Tomando prestado el título a mis queridos The Beatles, paso a describir mis últimas semanas. Con canciones, para no hacerlo tan aburrido y quejicoso.
Si el título de esta entrada, describe mi “fantástica” noche de ayer; esta otra canción viene al pelo para mi día a día. “Je ne veux pas travailler…”, versión de los Pink Martini.
Llegar al trabajo ha sido tan penoso y difícil sin coche, que con todas mis fuerzas he deseado que alguien me cantase eso de: Baby you can drive my caaaaar….
Pero no, eso no ha sucedido. Y he ido dando tumbos de autobús en autobús, Con los dos niños, Lucas enfermo y con fiebre, con la huelga de Alsa haciendo nuestra vida un poco más complicada.
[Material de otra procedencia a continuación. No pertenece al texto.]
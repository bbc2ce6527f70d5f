use anyhow::{Context, Result};
use chrono::Utc;
use deskinstall_core::{
    available_version, InstallAction, InstallResult, InstallationStatus, InstallerState,
};
use std::fs;
use std::path::{Path, PathBuf};
use tracing::{debug, info, warn};

use crate::fs_utils::{ensure_writable_dir, normalize_install_path};
use crate::payload::{copy_payload, CopyProgress};
use crate::shortcuts::{ShortcutInstaller, ShortcutKind};
use crate::state_file::{read_installer_state, write_installer_state};
use crate::SetupLayout;

const SHORTCUT_WARNING_SUFFIX: &str =
    "Some shortcuts could not be created. See the log for details.";

/// Notifications delivered to the presentation shell.
#[derive(Debug, Clone, PartialEq, Eq)]
pub enum InstallerEvent {
    DetectionFinished(InstallationStatus),
    Message(String),
    Percent(u8),
    Warning(String),
    InstallationFinished(InstallResult),
}

#[derive(Debug, Clone, PartialEq, Eq)]
pub struct InstallRequest {
    pub target: PathBuf,
    pub action: InstallAction,
    pub desktop_shortcut: bool,
    pub menu_shortcut: bool,
}

/// Detection and installation for one product payload.
///
/// The workflow keeps no state between calls and takes no locks; callers run
/// at most one installation at a time.
pub struct InstallWorkflow {
    layout: SetupLayout,
    available_version: String,
    shortcuts: Box<dyn ShortcutInstaller + Send + Sync>,
}

impl InstallWorkflow {
    pub fn new(layout: SetupLayout, shortcuts: Box<dyn ShortcutInstaller + Send + Sync>) -> Self {
        Self {
            layout,
            available_version: available_version().to_string(),
            shortcuts,
        }
    }

    pub fn with_available_version(mut self, version: impl Into<String>) -> Self {
        self.available_version = version.into();
        self
    }

    pub fn layout(&self) -> &SetupLayout {
        &self.layout
    }

    pub fn available_version(&self) -> &str {
        &self.available_version
    }

    pub fn detect(&self) -> InstallationStatus {
        let mut install_path = self.layout.default_install_path().to_path_buf();
        let mut installed_version = String::new();

        match read_installer_state(&self.layout) {
            Ok(Some(state)) => {
                if !state.path.trim().is_empty() {
                    install_path = PathBuf::from(state.path);
                }
                installed_version = state.version;
            }
            Ok(None) => debug!(
                "no installer state at {}",
                self.layout.state_file().display()
            ),
            Err(err) => warn!("ignoring unreadable installer state: {err:#}"),
        }

        let install_path = normalize_install_path(&install_path);
        let path_exists = install_path.is_dir();
        let status = InstallationStatus::evaluate(
            installed_version.trim(),
            &self.available_version,
            install_path,
            path_exists,
        );
        info!(
            installed = status.installed,
            recommended = status.recommended_action.as_str(),
            "detected installation at {}",
            status.install_path.display()
        );
        status
    }

    /// Runs the full installation and reports progress through `on_event`.
    ///
    /// Directory, payload and state failures end the run with an unsuccessful
    /// result. Shortcut failures are reported as warnings and leave the result
    /// successful.
    pub fn install<F>(&self, request: &InstallRequest, mut on_event: F) -> InstallResult
    where
        F: FnMut(InstallerEvent),
    {
        let target = normalize_install_path(&request.target);
        match self.run_installation(&target, request, &mut on_event) {
            Ok(shortcut_warnings) => {
                on_event(InstallerEvent::Percent(100));
                let mut message = request.action.completion_message().to_string();
                if !shortcut_warnings.is_empty() {
                    message.push('\n');
                    message.push_str(SHORTCUT_WARNING_SUFFIX);
                }
                info!(
                    action = request.action.as_str(),
                    "installation finished in {}",
                    target.display()
                );
                InstallResult::succeeded(message)
            }
            Err(err) => {
                warn!(action = request.action.as_str(), "installation failed: {err:#}");
                InstallResult::failed(format!("{err:#}"))
            }
        }
    }

    fn run_installation<F>(
        &self,
        target: &Path,
        request: &InstallRequest,
        on_event: &mut F,
    ) -> Result<Vec<String>>
    where
        F: FnMut(InstallerEvent),
    {
        on_event(InstallerEvent::Message(format!(
            "Preparing installation in {}",
            target.display()
        )));
        prepare_target_dir(target, request.action)?;

        on_event(InstallerEvent::Message("Copying application files...".to_string()));
        let copied = copy_payload(self.layout.payload_dir(), target, |progress| match progress {
            CopyProgress::Percent(percent) => on_event(InstallerEvent::Percent(percent)),
            CopyProgress::Copied(relative) => {
                on_event(InstallerEvent::Message(format!("Copied {relative}")))
            }
        })?;
        debug!("copied {copied} payload files into {}", target.display());

        let state = InstallerState::new(
            target.display().to_string(),
            self.available_version.clone(),
            Utc::now(),
        );
        let state_path = write_installer_state(&self.layout, &state)
            .context("could not save the installation state")?;
        debug!("saved installer state to {}", state_path.display());

        let warnings = self.create_shortcuts(target, request, on_event);
        Ok(warnings)
    }

    fn create_shortcuts<F>(
        &self,
        target: &Path,
        request: &InstallRequest,
        on_event: &mut F,
    ) -> Vec<String>
    where
        F: FnMut(InstallerEvent),
    {
        let mut kinds = Vec::new();
        if request.desktop_shortcut {
            kinds.push(ShortcutKind::Desktop);
        }
        if request.menu_shortcut {
            kinds.push(ShortcutKind::Menu);
        }
        if kinds.is_empty() {
            return Vec::new();
        }

        let executable = self.shortcuts.executable_path(target);
        let mut warnings = Vec::new();
        for kind in kinds {
            match self.shortcuts.create_shortcut(kind, target, &executable) {
                Ok(Some(path)) => {
                    info!("created {kind} shortcut at {}", path.display());
                    on_event(InstallerEvent::Message(format!(
                        "Created {kind} shortcut at {}",
                        path.display()
                    )));
                }
                Ok(None) => debug!("no {kind} shortcut needed on this platform"),
                Err(err) => {
                    let warning = format!("failed to create {kind} shortcut: {err:#}");
                    warn!("{warning}");
                    on_event(InstallerEvent::Warning(warning.clone()));
                    warnings.push(warning);
                }
            }
        }
        warnings
    }
}

fn prepare_target_dir(target: &Path, action: InstallAction) -> Result<()> {
    if !target.is_dir() {
        fs::create_dir_all(target).with_context(|| {
            format!("could not create the installation directory: {}", target.display())
        })?;
    }

    if action.requires_writable_target() {
        ensure_writable_dir(target)?;
    }
    Ok(())
}
use std::sync::mpsc::Sender;
use std::sync::Arc;
use std::thread::{self, JoinHandle};

use crate::{InstallRequest, InstallWorkflow, InstallerEvent};

/// Runs detection on a worker thread and sends `DetectionFinished` when done.
pub fn spawn_detection(
    workflow: Arc<InstallWorkflow>,
    events: Sender<InstallerEvent>,
) -> JoinHandle<()> {
    thread::spawn(move || {
        let status = workflow.detect();
        let _ = events.send(InstallerEvent::DetectionFinished(status));
    })
}

/// Runs an installation on a worker thread.
///
/// Progress events arrive in the order they occur; `InstallationFinished` is
/// always the last event sent for the run. A dropped receiver does not stop
/// the installation.
pub fn spawn_installation(
    workflow: Arc<InstallWorkflow>,
    request: InstallRequest,
    events: Sender<InstallerEvent>,
) -> JoinHandle<()> {
    thread::spawn(move || {
        let result = workflow.install(&request, |event| {
            let _ = events.send(event);
        });
        let _ = events.send(InstallerEvent::InstallationFinished(result));
    })
}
Incluso hemos tenido que coger un taxi. He agotado mi cupo del año.
Eso sí, vuelvo a estar en forma. Esos kilillos resistentes han desaparecido por completo. No sé si de tanto caminar (media de tres horas al día sin parar) o del estrés.
Estamos rendidos, agotados físicamente y mentalmente. Los madrugones y las noches sin dormir, pasan factura. Pero a un día de las vacaciones (para mí y los nenes) puedo decir que hemos resistido. Porque We will survive.